(ASSIGNED TASK):
Work out how many lines below contain "remote", then write only that number.

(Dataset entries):
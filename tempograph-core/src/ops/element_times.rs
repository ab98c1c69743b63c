//! Element-wise product with column broadcast.

use crate::error::TempoGraphError;

use super::{broadcast_column, resolve_span, BackwardCtx, ForwardCtx};

/// `out = a * b` element-wise over the selected frame, with the same
/// `rows x 1` broadcast rule as the element-wise sum.
pub(super) fn forward(ctx: &mut ForwardCtx<'_>) -> Result<(), TempoGraphError> {
    let (start, count) = resolve_span(
        ctx.frame,
        ctx.layout,
        ctx.out.cols(),
        ctx.node_name,
        ctx.kind.name(),
    )?;
    let a = ctx.inputs[0];
    let b = ctx.inputs[1];
    let rows = ctx.out.rows();
    for j in start..start + count {
        let a_col = broadcast_column(a, j);
        let b_col = broadcast_column(b, j);
        let out_col = ctx.out.column_mut(j);
        for r in 0..rows {
            out_col[r] = a_col[r] * b_col[r];
        }
    }
    Ok(())
}

/// `d_input += g * other` over the selected frame; a broadcast input
/// collects the sum of its per-column contributions.
pub(super) fn backward(ctx: &mut BackwardCtx<'_>) -> Result<(), TempoGraphError> {
    let own_grad = ctx.own_gradient;
    let (start, count) = resolve_span(
        ctx.frame,
        ctx.layout,
        own_grad.cols(),
        ctx.node_name,
        ctx.kind.name(),
    )?;
    let other = ctx.inputs[1 - ctx.input_index];
    let rows = own_grad.rows();
    let collapse = ctx.grad_out.cols() == 1 && own_grad.cols() != 1;
    for j in start..start + count {
        let g_col = own_grad.column(j);
        let o_col = broadcast_column(other, j);
        let target = if collapse {
            ctx.grad_out.column_mut(0)
        } else {
            ctx.grad_out.column_mut(j)
        };
        for r in 0..rows {
            target[r] += g_col[r] * o_col[r];
        }
    }
    Ok(())
}

#[cfg(test)]
#[path = "element_times_test.rs"]
mod tests;
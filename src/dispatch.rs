//! The request-dispatch seam between resource facades and HTTP.
//!
//! Facades never talk to the network directly. They build an endpoint with
//! [`Dispatch::create_endpoint`] and hand it to [`Dispatch::request`]; the
//! implementation owns transport, authentication and mapping of HTTP
//! statuses to [`ErrorKind`](crate::error::ErrorKind)s.
//! [`FreshdeskClient`](crate::client::FreshdeskClient) is the reqwest-backed
//! implementation.

use async_trait::async_trait;
pub use reqwest::Method;
use serde_json::Value;

use crate::error::FreshdeskError;
use crate::models::{Query, Record};

/// Performs API requests on behalf of the resource facades.
#[async_trait]
pub trait Dispatch: Send + Sync {
    /// Performs one request and returns the decoded response payload.
    ///
    /// `body` is sent as the JSON request payload when present and `query`
    /// is encoded as URL query parameters when present. A successful
    /// response without a body decodes to `Value::Null`.
    async fn request(
        &self,
        method: Method,
        endpoint: &str,
        body: Option<&Record>,
        query: Option<&Query>,
    ) -> Result<Value, FreshdeskError>;

    /// Joins a resource base path with an optional identifier or sub-path.
    fn create_endpoint(&self, base_path: &str, suffix: Option<&str>) -> String {
        join_endpoint(base_path, suffix)
    }
}

/// Joins `base_path` and `suffix` with exactly one `/` between them.
///
/// The result always starts with `/`. An absent or empty suffix yields the
/// base path alone.
pub fn join_endpoint(base_path: &str, suffix: Option<&str>) -> String {
    let base = base_path.trim_end_matches('/');
    let mut endpoint = if base.starts_with('/') {
        base.to_string()
    } else {
        format!("/{}", base)
    };

    if let Some(suffix) = suffix
        .map(|s| s.trim_matches('/'))
        .filter(|s| !s.is_empty())
    {
        endpoint.push('/');
        endpoint.push_str(suffix);
    }

    endpoint
}

#[cfg(test)]
mod tests {
    use super::*;

    #[test]
    fn test_join_base_only() {
        assert_eq!(join_endpoint("/groups", None), "/groups");
        assert_eq!(join_endpoint("/groups", Some("")), "/groups");
    }

    #[test]
    fn test_join_with_id() {
        assert_eq!(join_endpoint("/groups", Some("42")), "/groups/42");
    }

    #[test]
    fn test_join_with_sub_path() {
        assert_eq!(
            join_endpoint("/tickets", Some("7/restore")),
            "/tickets/7/restore"
        );
    }

    #[test]
    fn test_join_normalizes_slashes() {
        assert_eq!(join_endpoint("ticket_fields", None), "/ticket_fields");
        assert_eq!(join_endpoint("/tickets/", Some("/7")), "/tickets/7");
    }
}
//! Ticket facade.

use std::ops::Deref;

use serde_json::Value;

use super::{Action, Resource, TICKETS, TICKET_FIELDS};
use crate::dispatch::Dispatch;
use crate::error::FreshdeskError;
use crate::models::{Query, Record, ResourceId};

/// Tickets: the five CRUD operations plus restore, fields, conversations,
/// time entries, replies and notes.
///
/// # Example
///
/// ```ignore
/// let open = client
///     .tickets()
///     .all(Some(&Query::new().with("filter", "new_and_my_open")))
///     .await?;
/// client.tickets().restore(7).await?;
/// ```
pub struct Tickets<'a, D: ?Sized> {
    resource: Resource<'a, D>,
}

impl<'a, D: ?Sized> Deref for Tickets<'a, D> {
    type Target = Resource<'a, D>;

    fn deref(&self) -> &Self::Target {
        &self.resource
    }
}

impl<'a, D: Dispatch + ?Sized> Tickets<'a, D> {
    /// Creates the ticket facade.
    pub fn new(dispatcher: &'a D) -> Self {
        Self {
            resource: Resource::new(dispatcher, &TICKETS),
        }
    }

    /// Restores a deleted ticket.
    pub async fn restore(&self, id: impl Into<ResourceId>) -> Result<Value, FreshdeskError> {
        self.resource.perform(id, Action::Restore, None, None).await
    }

    /// Lists the ticket field definitions of the account.
    pub async fn fields(&self, query: Option<&Query>) -> Result<Value, FreshdeskError> {
        let fields = Resource::new(self.resource.dispatcher, &TICKET_FIELDS);
        fields.all(query).await
    }

    /// Lists the conversations (replies and notes) of a ticket.
    pub async fn conversations(
        &self,
        id: impl Into<ResourceId>,
        query: Option<&Query>,
    ) -> Result<Value, FreshdeskError> {
        self.resource
            .perform(id, Action::Conversations, None, query)
            .await
    }

    /// Lists the time entries logged against a ticket.
    pub async fn time_entries(
        &self,
        id: impl Into<ResourceId>,
        query: Option<&Query>,
    ) -> Result<Value, FreshdeskError> {
        self.resource
            .perform(id, Action::TimeEntries, None, query)
            .await
    }

    /// Sends a reply to the requester of a ticket.
    pub async fn reply(
        &self,
        id: impl Into<ResourceId>,
        data: &Record,
    ) -> Result<Value, FreshdeskError> {
        self.resource
            .perform(id, Action::Reply, Some(data), None)
            .await
    }

    /// Adds a note to a ticket.
    pub async fn note(
        &self,
        id: impl Into<ResourceId>,
        data: &Record,
    ) -> Result<Value, FreshdeskError> {
        self.resource
            .perform(id, Action::Note, Some(data), None)
            .await
    }
}
//! Resource identifiers.

use std::fmt;

use crate::error::FreshdeskError;

/// Identifier of a single remote resource.
///
/// Freshdesk identifiers are numeric. Any type convertible into a
/// `ResourceId` can be passed to the facades; the value is checked when
/// the endpoint is built, so malformed input never reaches the wire.
#[derive(Debug, Clone, PartialEq, Eq, Hash)]
pub struct ResourceId(String);

impl ResourceId {
    /// Returns the identifier as it will appear in the path.
    pub fn as_str(&self) -> &str {
        &self.0
    }

    /// Checks that the identifier is a non-empty string of ASCII digits.
    ///
    /// # Errors
    ///
    /// Returns `FreshdeskError::InvalidInput` otherwise.
    pub fn validate(&self) -> Result<&str, FreshdeskError> {
        if self.0.is_empty() {
            return Err(FreshdeskError::invalid_input("id is required"));
        }
        if !self.0.bytes().all(|b| b.is_ascii_digit()) {
            return Err(FreshdeskError::invalid_input(format!(
                "id must be numeric, got: {:?}",
                self.0.chars().take(50).collect::<String>()
            )));
        }
        Ok(&self.0)
    }
}

impl fmt::Display for ResourceId {
    fn fmt(&self, f: &mut fmt::Formatter<'_>) -> fmt::Result {
        f.write_str(&self.0)
    }
}

macro_rules! impl_from_integer {
    ($($ty:ty),*) => {
        $(
            impl From<$ty> for ResourceId {
                fn from(id: $ty) -> Self {
                    ResourceId(id.to_string())
                }
            }
        )*
    };
}

impl_from_integer!(u32, u64, i32, i64, usize);

impl From<&str> for ResourceId {
    fn from(id: &str) -> Self {
        ResourceId(id.trim().to_string())
    }
}

impl From<String> for ResourceId {
    fn from(id: String) -> Self {
        ResourceId::from(id.as_str())
    }
}

impl From<&String> for ResourceId {
    fn from(id: &String) -> Self {
        ResourceId::from(id.as_str())
    }
}

impl From<&ResourceId> for ResourceId {
    fn from(id: &ResourceId) -> Self {
        id.clone()
    }
}
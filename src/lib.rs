//! # Freshdesk
//!
//! Async client library for the Freshdesk helpdesk REST API (v2).
//!
//! Each resource (groups, tickets, contacts, companies, agents) is exposed
//! through a facade whose methods map one-to-one onto HTTP calls against
//! fixed endpoints. Records are passed through as opaque JSON; failures
//! come back as a [`FreshdeskError`](error::FreshdeskError) whose
//! [`ErrorKind`](error::ErrorKind) tells validation, authentication,
//! not-found, rate limiting and the other API failures apart.
//!
//! ## Architecture
//!
//! - [`config`] - Configuration from code or environment variables
//! - [`error`] - Error types and the HTTP status to failure kind mapping
//! - [`dispatch`] - The [`Dispatch`](dispatch::Dispatch) trait facades call through
//! - [`client`] - [`FreshdeskClient`](client::FreshdeskClient), the reqwest-backed dispatcher
//! - [`resources`] - Resource facades
//! - [`models`] - Records, query parameters, identifiers and error payloads
//!
//! ## Configuration
//!
//! [`Config::from_env`](config::Config::from_env) reads:
//!
//! - `FRESHDESK_DOMAIN`: account name (`acme`), host or URL
//! - `FRESHDESK_API_KEY`: API key of the agent to act as
//! - `FRESHDESK_TIMEOUT_SECS` (optional): request timeout, default 30
//!
//! ## Example
//!
//! ```no_run
//! use freshdesk::prelude::*;
//! use serde_json::json;
//!
//! async fn example() -> Result<(), FreshdeskError> {
//!     let config = Config::from_env()?;
//!     let client = FreshdeskClient::new(&config)?;
//!
//!     let group = to_record(&json!({"name": "Billing"}))?;
//!     client.groups().create(&group).await?;
//!
//!     let open = client
//!         .tickets()
//!         .all(Some(&Query::new().with("filter", "new_and_my_open")))
//!         .await?;
//!     println!("{}", open);
//!
//!     match client.tickets().view(999, None).await {
//!         Err(e) if e.is_not_found() => println!("no such ticket"),
//!         other => println!("{:?}", other?),
//!     }
//!
//!     Ok(())
//! }
//! ```

#![warn(missing_docs)]
#![warn(rustdoc::missing_crate_level_docs)]

pub mod client;
pub mod config;
pub mod dispatch;
pub mod error;
pub mod models;
pub mod resources;

#[cfg(test)]
mod testing;

/// Commonly used types.
pub mod prelude {
    pub use crate::client::FreshdeskClient;
    pub use crate::config::Config;
    pub use crate::dispatch::{Dispatch, Method};
    pub use crate::error::{ApiError, ErrorKind, FreshdeskError};
    pub use crate::models::{to_record, Query, Record, ResourceId};
    pub use crate::resources::{Action, Resource, Resources};
}
//! Error types for the Freshdesk client.
//!
//! `FreshdeskError` is the single error type returned by every operation.
//! Failures reported by the remote service are carried as an [`ApiError`]
//! whose [`ErrorKind`] discriminates the failure taxonomy.
//!
//! # Security
//!
//! Error messages built from response bodies are sanitized so the API key
//! never ends up in logs. Use `sanitize_message()` when constructing
//! messages from external sources.

use std::fmt;
use std::time::Duration;

use thiserror::Error;

use crate::models::FieldError;

/// Kind of failure reported by the Freshdesk API.
#[derive(Debug, Clone, Copy, PartialEq, Eq, Hash)]
pub enum ErrorKind {
    /// The request body or parameters failed remote validation (400).
    Validation,
    /// Missing or invalid credentials (401).
    Authentication,
    /// Authenticated, but not allowed to perform the operation (403).
    AccessDenied,
    /// The identifier does not resolve to a resource (404).
    NotFound,
    /// The HTTP verb is not supported on the endpoint (405).
    MethodNotAllowed,
    /// The `Accept` header was rejected (406).
    UnsupportedAcceptHeader,
    /// The resource state precludes the operation (409).
    ConflictingState,
    /// The `Content-Type` header was rejected (415).
    UnsupportedContentType,
    /// Too many requests (429).
    RateLimitExceeded,
    /// Any other non-success response.
    Api,
}

impl ErrorKind {
    /// Maps an HTTP status code to the failure kind.
    pub fn from_status(status: u16) -> Self {
        match status {
            400 => ErrorKind::Validation,
            401 => ErrorKind::Authentication,
            403 => ErrorKind::AccessDenied,
            404 => ErrorKind::NotFound,
            405 => ErrorKind::MethodNotAllowed,
            406 => ErrorKind::UnsupportedAcceptHeader,
            409 => ErrorKind::ConflictingState,
            415 => ErrorKind::UnsupportedContentType,
            429 => ErrorKind::RateLimitExceeded,
            _ => ErrorKind::Api,
        }
    }

    fn label(self) -> &'static str {
        match self {
            ErrorKind::Validation => "validation failed",
            ErrorKind::Authentication => "authentication failed",
            ErrorKind::AccessDenied => "access denied",
            ErrorKind::NotFound => "not found",
            ErrorKind::MethodNotAllowed => "method not allowed",
            ErrorKind::UnsupportedAcceptHeader => "unsupported accept header",
            ErrorKind::ConflictingState => "conflicting state",
            ErrorKind::UnsupportedContentType => "unsupported content type",
            ErrorKind::RateLimitExceeded => "rate limit exceeded",
            ErrorKind::Api => "API error",
        }
    }
}

impl fmt::Display for ErrorKind {
    fn fmt(&self, f: &mut fmt::Formatter<'_>) -> fmt::Result {
        f.write_str(self.label())
    }
}

/// A failure reported by the Freshdesk API.
#[derive(Error, Debug, Clone, PartialEq)]
#[error("{kind} (HTTP {status}): {message}")]
pub struct ApiError {
    /// What went wrong.
    pub kind: ErrorKind,
    /// HTTP status code of the response.
    pub status: u16,
    /// Message extracted from the response body (sanitized).
    pub message: String,
    /// Per-field validation errors, if the service sent any.
    pub errors: Vec<FieldError>,
    /// Delay requested by the service before retrying, if any.
    pub retry_after: Option<Duration>,
}

impl ApiError {
    /// Creates an error of the given kind.
    pub fn new(kind: ErrorKind, status: u16, message: impl Into<String>) -> Self {
        Self {
            kind,
            status,
            message: message.into(),
            errors: Vec::new(),
            retry_after: None,
        }
    }

    /// Creates an error whose kind is derived from the HTTP status.
    pub fn from_status(status: u16, message: impl Into<String>) -> Self {
        Self::new(ErrorKind::from_status(status), status, message)
    }

    /// Validation failure (400).
    pub fn validation(message: impl Into<String>, errors: Vec<FieldError>) -> Self {
        Self::new(ErrorKind::Validation, 400, message).with_errors(errors)
    }

    /// Authentication failure (401).
    pub fn authentication(message: impl Into<String>) -> Self {
        Self::new(ErrorKind::Authentication, 401, message)
    }

    /// Access-denied failure (403).
    pub fn access_denied(message: impl Into<String>) -> Self {
        Self::new(ErrorKind::AccessDenied, 403, message)
    }

    /// Not-found failure (404).
    pub fn not_found(message: impl Into<String>) -> Self {
        Self::new(ErrorKind::NotFound, 404, message)
    }

    /// Method-not-allowed failure (405).
    pub fn method_not_allowed(message: impl Into<String>) -> Self {
        Self::new(ErrorKind::MethodNotAllowed, 405, message)
    }

    /// Unsupported accept header failure (406).
    pub fn unsupported_accept_header(message: impl Into<String>) -> Self {
        Self::new(ErrorKind::UnsupportedAcceptHeader, 406, message)
    }

    /// Conflicting-state failure (409).
    pub fn conflicting_state(message: impl Into<String>) -> Self {
        Self::new(ErrorKind::ConflictingState, 409, message)
    }

    /// Unsupported content type failure (415).
    pub fn unsupported_content_type(message: impl Into<String>) -> Self {
        Self::new(ErrorKind::UnsupportedContentType, 415, message)
    }

    /// Rate-limit failure (429).
    pub fn rate_limit_exceeded(retry_after: Option<Duration>) -> Self {
        Self {
            retry_after,
            ..Self::new(
                ErrorKind::RateLimitExceeded,
                429,
                "too many requests - please wait before retrying",
            )
        }
    }

    /// Catch-all for other non-success responses.
    pub fn api(status: u16, message: impl Into<String>) -> Self {
        Self::new(ErrorKind::Api, status, message)
    }

    /// Attaches per-field validation errors.
    pub fn with_errors(mut self, errors: Vec<FieldError>) -> Self {
        self.errors = errors;
        self
    }

    /// Attaches a retry delay.
    pub fn with_retry_after(mut self, retry_after: Option<Duration>) -> Self {
        self.retry_after = retry_after;
        self
    }
}

/// Unified error type for all client operations.
#[derive(Error, Debug)]
pub enum FreshdeskError {
    /// Configuration error - missing or invalid settings.
    #[error("configuration error: {0}")]
    Config(String),

    /// HTTP request failed during transmission.
    #[error("HTTP request failed: {0}")]
    Http(#[source] reqwest::Error),

    /// HTTP client initialization failed.
    #[error("HTTP client error: {0}")]
    HttpClient(#[source] reqwest::Error),

    /// Request timed out.
    #[error("request timed out after {duration:?} ({operation})")]
    Timeout {
        /// How long we waited before timing out.
        duration: Duration,
        /// The operation that timed out.
        operation: String,
    },

    /// JSON serialization or deserialization failed.
    #[error("JSON serialization error: {0}")]
    Serialization(#[from] serde_json::Error),

    /// Input was rejected locally, before anything was sent.
    #[error("invalid input: {0}")]
    InvalidInput(String),

    /// Connection test failed.
    #[error("connection test failed: {message}")]
    ConnectionTest {
        /// Details about why the connection test failed.
        message: String,
    },

    /// The Freshdesk API returned a failure response.
    #[error(transparent)]
    Api(#[from] ApiError),
}

impl FreshdeskError {
    /// Creates a configuration error for a missing environment variable.
    pub fn missing_env(var_name: &str) -> Self {
        FreshdeskError::Config(format!(
            "missing required environment variable: {}",
            var_name
        ))
    }

    /// Creates a configuration error for an invalid value.
    pub fn invalid_config(message: impl Into<String>) -> Self {
        FreshdeskError::Config(message.into())
    }

    /// Creates a local input rejection.
    pub fn invalid_input(message: impl Into<String>) -> Self {
        FreshdeskError::InvalidInput(message.into())
    }

    /// Creates a timeout error.
    pub fn timeout(duration: Duration, operation: impl Into<String>) -> Self {
        FreshdeskError::Timeout {
            duration,
            operation: operation.into(),
        }
    }

    /// Creates a connection test error.
    pub fn connection_test(message: impl Into<String>) -> Self {
        FreshdeskError::ConnectionTest {
            message: message.into(),
        }
    }

    /// Returns the API failure kind, if this error came from the service.
    #[must_use]
    pub fn kind(&self) -> Option<ErrorKind> {
        match self {
            FreshdeskError::Api(e) => Some(e.kind),
            _ => None,
        }
    }

    /// Returns the API failure details, if this error came from the service.
    #[must_use]
    pub fn as_api(&self) -> Option<&ApiError> {
        match self {
            FreshdeskError::Api(e) => Some(e),
            _ => None,
        }
    }

    /// Returns true if the service reported the resource as missing.
    #[must_use]
    pub fn is_not_found(&self) -> bool {
        self.kind() == Some(ErrorKind::NotFound)
    }

    /// Returns true if this is a rate limit error, indicating the caller should back off.
    #[must_use]
    pub fn is_rate_limit(&self) -> bool {
        self.kind() == Some(ErrorKind::RateLimitExceeded)
    }

    /// Returns true if the failure is transient.
    ///
    /// The client never retries by itself; this is for callers that do.
    /// Transient failures are rate limiting, 5xx responses and timeouts.
    #[must_use]
    pub fn is_retryable(&self) -> bool {
        match self {
            FreshdeskError::Timeout { .. } => true,
            FreshdeskError::Http(e) => e.is_timeout() || e.is_connect(),
            FreshdeskError::Api(e) => {
                e.kind == ErrorKind::RateLimitExceeded || (500..600).contains(&e.status)
            }
            _ => false,
        }
    }

    /// Returns the delay suggested by the service before retrying, if any.
    #[must_use]
    pub fn retry_after(&self) -> Option<Duration> {
        match self {
            FreshdeskError::Api(e) => e.retry_after,
            _ => None,
        }
    }

    /// Replaces every occurrence of the API key in `message` with `[REDACTED]`.
    #[must_use]
    pub fn sanitize_message(message: &str, api_key: &str) -> String {
        if api_key.is_empty() {
            return message.to_string();
        }
        message.replace(api_key, "[REDACTED]")
    }

    /// Creates a sanitized version of this error's display message.
    #[must_use]
    pub fn sanitized_display(&self, api_key: &str) -> String {
        Self::sanitize_message(&self.to_string(), api_key)
    }
}

#[cfg(test)]
mod tests {
    use super::*;

    #[test]
    fn test_missing_env_error() {
        let err = FreshdeskError::missing_env("FRESHDESK_API_KEY");
        assert!(err.to_string().contains("FRESHDESK_API_KEY"));
        assert!(err.to_string().contains("missing"));
    }

    #[test]
    fn test_kind_from_status_table() {
        let table = [
            (400, ErrorKind::Validation),
            (401, ErrorKind::Authentication),
            (403, ErrorKind::AccessDenied),
            (404, ErrorKind::NotFound),
            (405, ErrorKind::MethodNotAllowed),
            (406, ErrorKind::UnsupportedAcceptHeader),
            (409, ErrorKind::ConflictingState),
            (415, ErrorKind::UnsupportedContentType),
            (429, ErrorKind::RateLimitExceeded),
            (418, ErrorKind::Api),
            (500, ErrorKind::Api),
            (502, ErrorKind::Api),
        ];
        for (status, kind) in table {
            assert_eq!(ErrorKind::from_status(status), kind, "status {}", status);
        }
    }

    #[test]
    fn test_constructors_set_status() {
        assert_eq!(ApiError::not_found("x").status, 404);
        assert_eq!(ApiError::conflicting_state("x").status, 409);
        assert_eq!(
            ApiError::unsupported_content_type("x").kind,
            ErrorKind::UnsupportedContentType
        );
        assert_eq!(ApiError::api(502, "bad gateway").kind, ErrorKind::Api);
    }

    #[test]
    fn test_api_error_display() {
        let err: FreshdeskError =
            ApiError::not_found("There is no resource matching the request").into();
        assert_eq!(
            err.to_string(),
            "not found (HTTP 404): There is no resource matching the request"
        );
        assert!(err.is_not_found());
    }

    #[test]
    fn test_invalid_input_has_no_kind() {
        let err = FreshdeskError::invalid_input("id is required");
        assert_eq!(err.kind(), None);
        assert_eq!(err.to_string(), "invalid input: id is required");
    }

    #[test]
    fn test_is_retryable_rate_limited() {
        let err: FreshdeskError =
            ApiError::rate_limit_exceeded(Some(Duration::from_secs(5))).into();
        assert!(err.is_retryable());
        assert!(err.is_rate_limit());
        assert_eq!(err.retry_after(), Some(Duration::from_secs(5)));
    }

    #[test]
    fn test_is_retryable_server_error() {
        let err: FreshdeskError = ApiError::api(503, "unavailable").into();
        assert!(err.is_retryable());
        assert!(!err.is_rate_limit());
    }

    #[test]
    fn test_not_retryable_client_errors() {
        let err: FreshdeskError = ApiError::validation("Validation failed", vec![]).into();
        assert!(!err.is_retryable());
        assert!(!FreshdeskError::invalid_input("bad").is_retryable());
    }

    #[test]
    fn test_timeout_error() {
        let err = FreshdeskError::timeout(Duration::from_secs(30), "GET /tickets");
        let msg = err.to_string();
        assert!(msg.contains("timed out"));
        assert!(msg.contains("30s"));
        assert!(err.is_retryable());
    }

    #[test]
    fn test_sanitize_message_removes_api_key() {
        let api_key = "super_secret_key_12345";
        let message = format!("Error connecting with key {} to server", api_key);
        let sanitized = FreshdeskError::sanitize_message(&message, api_key);
        assert!(!sanitized.contains(api_key));
        assert!(sanitized.contains("[REDACTED]"));
    }

    #[test]
    fn test_sanitize_message_empty_key() {
        let message = "Some error message";
        assert_eq!(FreshdeskError::sanitize_message(message, ""), message);
    }

    #[test]
    fn test_connection_test_error() {
        let err = FreshdeskError::connection_test("Could not reach server");
        let msg = err.to_string();
        assert!(msg.contains("connection test failed"));
        assert!(msg.contains("Could not reach server"));
    }
}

(RESULT OF THIS EXERCISE):
3